I. First Embodiment A. 1. Description of configuration Entire Electric Vehicle 10 FIG. 1 is a schematic configuration diagram of an electric vehicle 10 according to the first embodiment of the present invention. FIG. 2 is a diagram illustrating a part of the circuit configuration of the electric vehicle 10. The electric vehicle 10 includes a traveling motor 12, a transmission 14, wheels 16, an integrated electronic control device 18 (hereinafter referred to as “integrated ECU 18”), and an electric power system 20.

2. Motor 12
The motor 12 is a three-phase AC brushless type, generates a driving force based on the electric power supplied from the electric power system 20, and rotates the wheels 16 through the transmission 14 by the driving force. In addition, the motor 12 outputs power (regenerative power Preg) [W] generated by performing regeneration to the power system 20. The regenerative power Preg may be output to an auxiliary machine (not shown).

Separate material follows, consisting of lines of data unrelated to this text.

// [libs/domain/oauth-flow/src/flow.rs]
/*!
 * APARATO: FLUJO DE INSTALACION/CALLBACK OAUTH (ESTRATO L3)
 * RESPONSABILIDAD: EMISION/CONSUMO DE ESTADO CSRF Y ALTA DE CONEXION
 */

use crate::errors::OAuthFlowError;
use chrono::{Duration, Utc};
use connectbridge_crypto::{digest, random_token, EncryptionKey};
use connectbridge_db::repositories::oauth_states;
use connectbridge_models::config::Settings;
use connectbridge_models::{Livemode, OAuthState};
use connectbridge_platform::PlatformClient;
use sqlx::PgPool;
use tracing::{info, instrument, warn};

const AUTHORIZE_ENDPOINT: &str = "https://marketplace.stripe.com/oauth/v2/authorize";
const STATE_TTL_MINUTES: i64 = 10;

pub struct CallbackOutcome {
    pub tenant_id: String,
    pub livemode: Livemode,
}

/// Heuristica del branch de instalacion directa: preservada tal cual
/// especificada, aunque puede clasificar mal (ver notas de diseno).
fn mode_from_account_hint(account_hint: Option<&str>) -> Livemode {
    match account_hint {
        Some(hint) if hint.contains("test") => Livemode::Test,
        _ => Livemode::Live,
    }
}

#[instrument(skip(pool, settings))]
pub async fn install(pool: &PgPool, settings: &Settings, mode: Livemode) -> Result<String, OAuthFlowError> {
    let raw_state = random_token(32);
    let state_hash = digest(&raw_state);
    let now = Utc::now();

    let state = OAuthState {
        state_hash,
        mode,
        expires_at: now + Duration::minutes(STATE_TTL_MINUTES),
        created_at: now,
    };

    oauth_states::insert(pool, &state)
        .await
        .map_err(|e| OAuthFlowError::Internal(e.to_string()))?;

    let client_id = &settings.credentials_for(mode).app_client_id;
    let redirect_uri = format!("{}/oauth/callback", settings.base_url);

    info!("issued oauth state for mode {}", mode);

    Ok(format!(
        "{AUTHORIZE_ENDPOINT}?client_id={client_id}&redirect_uri={redirect_uri}&state={raw_state}"
    ))
}

#[instrument(skip(pool, vault_key, platform, settings, code, state, account_hint))]
pub async fn callback(
    pool: &PgPool,
    vault_key: &EncryptionKey,
    platform: &PlatformClient,
    settings: &Settings,
    code: &str,
    state: Option<&str>,
    account_hint: Option<&str>,
) -> Result<CallbackOutcome, OAuthFlowError> {
    let now = Utc::now();

    let mode = match state {
        Some(raw_state) => {
            let state_hash = digest(raw_state);
            let consumed = oauth_states::consume(pool, &state_hash)
                .await
                .map_err(|e| OAuthFlowError::Internal(e.to_string()))?
                .ok_or(OAuthFlowError::InvalidState)?;

            if consumed.is_expired(now) {
                return Err(OAuthFlowError::InvalidState);
            }

            consumed.mode
        }
        None => mode_from_account_hint(account_hint),
    };

    let credentials = settings.credentials_for(mode);

    let exchange = platform.exchange_code(credentials, code).await.map_err(|e| {
        warn!("code exchange failed: {}", e);
        OAuthFlowError::ExchangeFailed
    })?;

    let access_token_expires_at = now + Duration::seconds(exchange.expires_in_seconds as i64);
    let livemode = Livemode::from_bool(exchange.livemode);

    connectbridge_vault::upsert_connection(
        pool,
        vault_key,
        &exchange.tenant_user_id,
        livemode,
        &exchange.scope,
        exchange.publishable_identifier.as_deref(),
        &exchange.access_token,
        access_token_expires_at,
        &exchange.refresh_token,
        now,
    )
    .await
    .map_err(|e| OAuthFlowError::Internal(e.to_string()))?;

    info!("connection established for tenant");

    Ok(CallbackOutcome { tenant_id: exchange.tenant_user_id, livemode })
}

#[cfg(test)]
mod tests {
    use super::*;

    #[test]
    fn account_hint_substring_test_selects_test_mode() {
        assert_eq!(mode_from_account_hint(Some("acct_test_123")), Livemode::Test);
        assert_eq!(mode_from_account_hint(Some("acct_prod_123")), Livemode::Live);
        assert_eq!(mode_from_account_hint(None), Livemode::Live);
    }
}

  As a specific configuration of the motor 12, for example, a configuration described in JP 2009-240125 A can be used.

3. Integrated ECU 18
The integrated ECU 18 controls the overall control system of the electric vehicle 10 and includes an input / output device, a calculation device, a storage device, and the like (not shown). In the first embodiment, the integrated ECU 18 selects at least one of the first battery 22a and the second battery 22b as a battery used for power generation and a battery used for charging (details will be described later).

4). Power system 20
(1) Overall Configuration of Power System 20 The power system 20 supplies power to the motor 12 and is supplied with regenerative power Preg from the motor 12. In addition to the first battery 22a and the second battery 22b, the power system 20 includes a first bidirectional switch 24a (hereinafter referred to as “first bidirectional SW 24a”) and a second bidirectional switch 24b (hereinafter referred to as “second bidirectional”). SW24b "), inverter 26, voltage sensors 28, 30, 32, current sensors 38, 40, 42, 44, 46, resolver 48, and power electronic control device 50 (hereinafter referred to as" electric power ECU 50 "). .)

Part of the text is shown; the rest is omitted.